»»

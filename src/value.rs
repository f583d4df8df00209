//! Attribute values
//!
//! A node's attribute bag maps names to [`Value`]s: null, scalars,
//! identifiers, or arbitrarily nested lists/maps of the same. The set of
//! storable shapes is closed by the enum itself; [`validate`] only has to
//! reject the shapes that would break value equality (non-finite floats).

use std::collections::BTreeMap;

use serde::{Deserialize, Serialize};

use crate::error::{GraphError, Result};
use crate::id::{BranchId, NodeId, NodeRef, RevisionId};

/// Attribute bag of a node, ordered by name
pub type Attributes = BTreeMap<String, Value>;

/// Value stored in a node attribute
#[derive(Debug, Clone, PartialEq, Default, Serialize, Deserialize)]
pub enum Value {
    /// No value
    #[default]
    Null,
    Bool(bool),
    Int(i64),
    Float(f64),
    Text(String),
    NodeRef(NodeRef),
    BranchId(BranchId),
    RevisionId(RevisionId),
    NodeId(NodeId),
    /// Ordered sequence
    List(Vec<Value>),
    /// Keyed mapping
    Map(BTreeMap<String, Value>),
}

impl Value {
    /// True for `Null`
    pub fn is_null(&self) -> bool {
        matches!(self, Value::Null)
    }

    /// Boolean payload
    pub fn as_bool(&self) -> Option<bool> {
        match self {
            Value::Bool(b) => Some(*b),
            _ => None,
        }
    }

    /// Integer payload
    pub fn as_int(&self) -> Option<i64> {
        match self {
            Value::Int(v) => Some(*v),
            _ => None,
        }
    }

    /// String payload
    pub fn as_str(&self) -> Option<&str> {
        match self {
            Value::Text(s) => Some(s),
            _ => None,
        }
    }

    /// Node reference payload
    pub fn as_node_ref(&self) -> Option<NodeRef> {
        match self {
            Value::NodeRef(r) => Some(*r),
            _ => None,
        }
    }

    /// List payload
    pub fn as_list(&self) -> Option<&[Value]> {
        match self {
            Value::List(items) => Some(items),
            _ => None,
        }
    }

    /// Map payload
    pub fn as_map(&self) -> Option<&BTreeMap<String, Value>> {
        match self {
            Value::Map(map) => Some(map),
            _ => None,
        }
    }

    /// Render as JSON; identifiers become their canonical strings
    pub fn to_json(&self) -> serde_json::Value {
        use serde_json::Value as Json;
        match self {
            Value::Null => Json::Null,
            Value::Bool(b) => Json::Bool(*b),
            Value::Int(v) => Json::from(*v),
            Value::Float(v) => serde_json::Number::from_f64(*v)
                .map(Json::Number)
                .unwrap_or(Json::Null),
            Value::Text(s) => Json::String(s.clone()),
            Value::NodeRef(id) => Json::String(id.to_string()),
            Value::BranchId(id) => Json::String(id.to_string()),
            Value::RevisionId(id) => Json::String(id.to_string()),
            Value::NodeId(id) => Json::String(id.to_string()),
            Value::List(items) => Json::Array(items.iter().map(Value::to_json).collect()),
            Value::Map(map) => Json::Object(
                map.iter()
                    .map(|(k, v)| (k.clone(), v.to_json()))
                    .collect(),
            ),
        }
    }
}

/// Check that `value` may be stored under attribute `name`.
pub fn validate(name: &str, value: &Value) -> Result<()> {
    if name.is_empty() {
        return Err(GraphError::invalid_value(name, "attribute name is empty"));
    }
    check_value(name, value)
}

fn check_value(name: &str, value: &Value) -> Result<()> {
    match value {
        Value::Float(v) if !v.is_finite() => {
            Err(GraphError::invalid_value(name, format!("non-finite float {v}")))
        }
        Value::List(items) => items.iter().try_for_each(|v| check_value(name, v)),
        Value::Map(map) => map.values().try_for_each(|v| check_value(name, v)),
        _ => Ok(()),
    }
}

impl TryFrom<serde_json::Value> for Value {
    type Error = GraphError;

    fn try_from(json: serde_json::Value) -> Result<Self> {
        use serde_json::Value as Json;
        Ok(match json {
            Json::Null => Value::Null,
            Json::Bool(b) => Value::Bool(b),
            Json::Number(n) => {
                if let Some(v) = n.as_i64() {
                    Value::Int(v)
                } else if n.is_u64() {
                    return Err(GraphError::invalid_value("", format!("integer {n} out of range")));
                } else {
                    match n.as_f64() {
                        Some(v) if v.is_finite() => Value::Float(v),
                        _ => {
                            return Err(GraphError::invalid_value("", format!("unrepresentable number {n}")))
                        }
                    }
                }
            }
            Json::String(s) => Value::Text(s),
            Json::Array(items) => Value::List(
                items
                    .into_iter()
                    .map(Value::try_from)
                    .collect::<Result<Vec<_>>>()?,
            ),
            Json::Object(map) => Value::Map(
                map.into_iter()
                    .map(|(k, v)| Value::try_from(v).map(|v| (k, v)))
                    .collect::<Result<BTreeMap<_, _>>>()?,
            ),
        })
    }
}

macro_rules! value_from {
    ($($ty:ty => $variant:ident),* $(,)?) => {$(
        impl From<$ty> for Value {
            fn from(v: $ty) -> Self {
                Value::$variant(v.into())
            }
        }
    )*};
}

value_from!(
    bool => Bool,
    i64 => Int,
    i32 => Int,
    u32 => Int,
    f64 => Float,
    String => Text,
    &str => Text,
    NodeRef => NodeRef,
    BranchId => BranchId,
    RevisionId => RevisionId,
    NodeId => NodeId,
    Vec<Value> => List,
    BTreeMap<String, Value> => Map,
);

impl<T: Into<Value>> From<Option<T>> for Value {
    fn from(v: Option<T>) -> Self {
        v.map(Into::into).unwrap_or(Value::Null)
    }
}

««
»»

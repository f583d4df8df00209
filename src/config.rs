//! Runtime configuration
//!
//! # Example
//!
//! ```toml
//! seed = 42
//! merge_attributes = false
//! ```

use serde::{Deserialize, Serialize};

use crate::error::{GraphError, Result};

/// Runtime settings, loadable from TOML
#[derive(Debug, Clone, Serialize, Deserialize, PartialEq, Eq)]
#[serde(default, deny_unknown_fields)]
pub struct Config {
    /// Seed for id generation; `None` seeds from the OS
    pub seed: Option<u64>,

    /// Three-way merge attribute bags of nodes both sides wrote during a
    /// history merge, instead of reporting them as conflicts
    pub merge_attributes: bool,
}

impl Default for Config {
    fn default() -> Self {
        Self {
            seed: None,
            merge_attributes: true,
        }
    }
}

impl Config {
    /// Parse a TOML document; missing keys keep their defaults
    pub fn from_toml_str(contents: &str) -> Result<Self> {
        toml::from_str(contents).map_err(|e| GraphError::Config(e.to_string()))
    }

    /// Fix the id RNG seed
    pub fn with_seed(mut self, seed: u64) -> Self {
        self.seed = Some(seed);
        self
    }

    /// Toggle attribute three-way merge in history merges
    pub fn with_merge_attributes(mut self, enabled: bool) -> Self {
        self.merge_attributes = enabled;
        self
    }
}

««
»»

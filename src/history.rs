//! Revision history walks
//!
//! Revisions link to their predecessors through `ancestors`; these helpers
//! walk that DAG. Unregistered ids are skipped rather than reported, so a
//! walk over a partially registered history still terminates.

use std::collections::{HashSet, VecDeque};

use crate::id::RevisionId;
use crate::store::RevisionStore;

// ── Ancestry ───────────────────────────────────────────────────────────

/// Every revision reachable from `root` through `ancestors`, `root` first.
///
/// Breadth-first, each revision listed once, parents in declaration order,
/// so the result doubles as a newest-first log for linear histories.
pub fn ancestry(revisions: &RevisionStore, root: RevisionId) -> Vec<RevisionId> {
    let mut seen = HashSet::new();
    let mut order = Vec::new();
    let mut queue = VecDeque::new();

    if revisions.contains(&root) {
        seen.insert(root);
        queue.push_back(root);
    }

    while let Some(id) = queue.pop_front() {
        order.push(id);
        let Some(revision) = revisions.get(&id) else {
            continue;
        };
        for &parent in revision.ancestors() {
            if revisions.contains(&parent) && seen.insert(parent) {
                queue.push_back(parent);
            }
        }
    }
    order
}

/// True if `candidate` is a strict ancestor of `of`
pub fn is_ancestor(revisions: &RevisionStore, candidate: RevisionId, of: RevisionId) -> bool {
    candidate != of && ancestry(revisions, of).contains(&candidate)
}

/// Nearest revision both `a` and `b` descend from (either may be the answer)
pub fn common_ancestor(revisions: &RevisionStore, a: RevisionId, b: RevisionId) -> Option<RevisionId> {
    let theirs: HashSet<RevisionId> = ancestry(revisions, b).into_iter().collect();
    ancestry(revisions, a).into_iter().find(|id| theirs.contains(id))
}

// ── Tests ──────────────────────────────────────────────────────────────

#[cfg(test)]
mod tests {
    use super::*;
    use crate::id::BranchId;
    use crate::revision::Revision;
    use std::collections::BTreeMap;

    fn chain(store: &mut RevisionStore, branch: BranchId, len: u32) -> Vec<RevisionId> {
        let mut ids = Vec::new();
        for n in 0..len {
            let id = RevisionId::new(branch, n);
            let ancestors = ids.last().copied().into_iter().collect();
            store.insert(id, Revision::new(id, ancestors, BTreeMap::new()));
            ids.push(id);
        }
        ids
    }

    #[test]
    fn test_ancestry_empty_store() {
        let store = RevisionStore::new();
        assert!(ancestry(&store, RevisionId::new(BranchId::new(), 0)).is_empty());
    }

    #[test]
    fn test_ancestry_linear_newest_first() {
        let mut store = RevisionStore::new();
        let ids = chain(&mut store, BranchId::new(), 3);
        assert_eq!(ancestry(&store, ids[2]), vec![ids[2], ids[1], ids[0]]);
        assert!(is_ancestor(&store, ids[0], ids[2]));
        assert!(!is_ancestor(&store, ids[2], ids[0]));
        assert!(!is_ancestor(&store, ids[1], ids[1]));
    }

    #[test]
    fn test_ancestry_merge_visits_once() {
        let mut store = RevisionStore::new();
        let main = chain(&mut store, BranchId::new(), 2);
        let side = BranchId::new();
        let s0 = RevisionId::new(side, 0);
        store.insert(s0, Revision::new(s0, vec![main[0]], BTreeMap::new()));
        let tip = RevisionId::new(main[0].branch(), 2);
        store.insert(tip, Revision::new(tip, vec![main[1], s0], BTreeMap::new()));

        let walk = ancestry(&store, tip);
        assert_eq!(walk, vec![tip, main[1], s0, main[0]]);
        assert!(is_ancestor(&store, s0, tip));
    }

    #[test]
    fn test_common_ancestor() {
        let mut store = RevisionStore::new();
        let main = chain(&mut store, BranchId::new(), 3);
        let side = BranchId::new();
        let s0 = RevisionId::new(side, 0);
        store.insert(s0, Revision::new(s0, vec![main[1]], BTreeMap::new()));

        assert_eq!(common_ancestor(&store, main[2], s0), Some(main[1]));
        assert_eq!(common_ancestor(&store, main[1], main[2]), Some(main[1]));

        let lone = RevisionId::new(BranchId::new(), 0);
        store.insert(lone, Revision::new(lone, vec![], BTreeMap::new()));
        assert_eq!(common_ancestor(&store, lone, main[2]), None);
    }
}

««

**Action item:** The reply should consist solely of the lines above from the one that has "assert!(is_ancestor(&store, ids[0], ids[2]));" through the one that has "assert_eq!(common_ancestor(&store, main[2], s0), Some(main[1]));", reproduced exactly.

**Written response:**
        assert!(is_ancestor(&store, ids[0], ids[2]));
        assert!(!is_ancestor(&store, ids[2], ids[0]));
        assert!(!is_ancestor(&store, ids[1], ids[1]));
    }

    #[test]
    fn test_ancestry_merge_visits_once() {
        let mut store = RevisionStore::new();
        let main = chain(&mut store, BranchId::new(), 2);
        let side = BranchId::new();
        let s0 = RevisionId::new(side, 0);
        store.insert(s0, Revision::new(s0, vec![main[0]], BTreeMap::new()));
        let tip = RevisionId::new(main[0].branch(), 2);
        store.insert(tip, Revision::new(tip, vec![main[1], s0], BTreeMap::new()));

        let walk = ancestry(&store, tip);
        assert_eq!(walk, vec![tip, main[1], s0, main[0]]);
        assert!(is_ancestor(&store, s0, tip));
    }

    #[test]
    fn test_common_ancestor() {
        let mut store = RevisionStore::new();
        let main = chain(&mut store, BranchId::new(), 3);
        let side = BranchId::new();
        let s0 = RevisionId::new(side, 0);
        store.insert(s0, Revision::new(s0, vec![main[1]], BTreeMap::new()));

        assert_eq!(common_ancestor(&store, main[2], s0), Some(main[1]));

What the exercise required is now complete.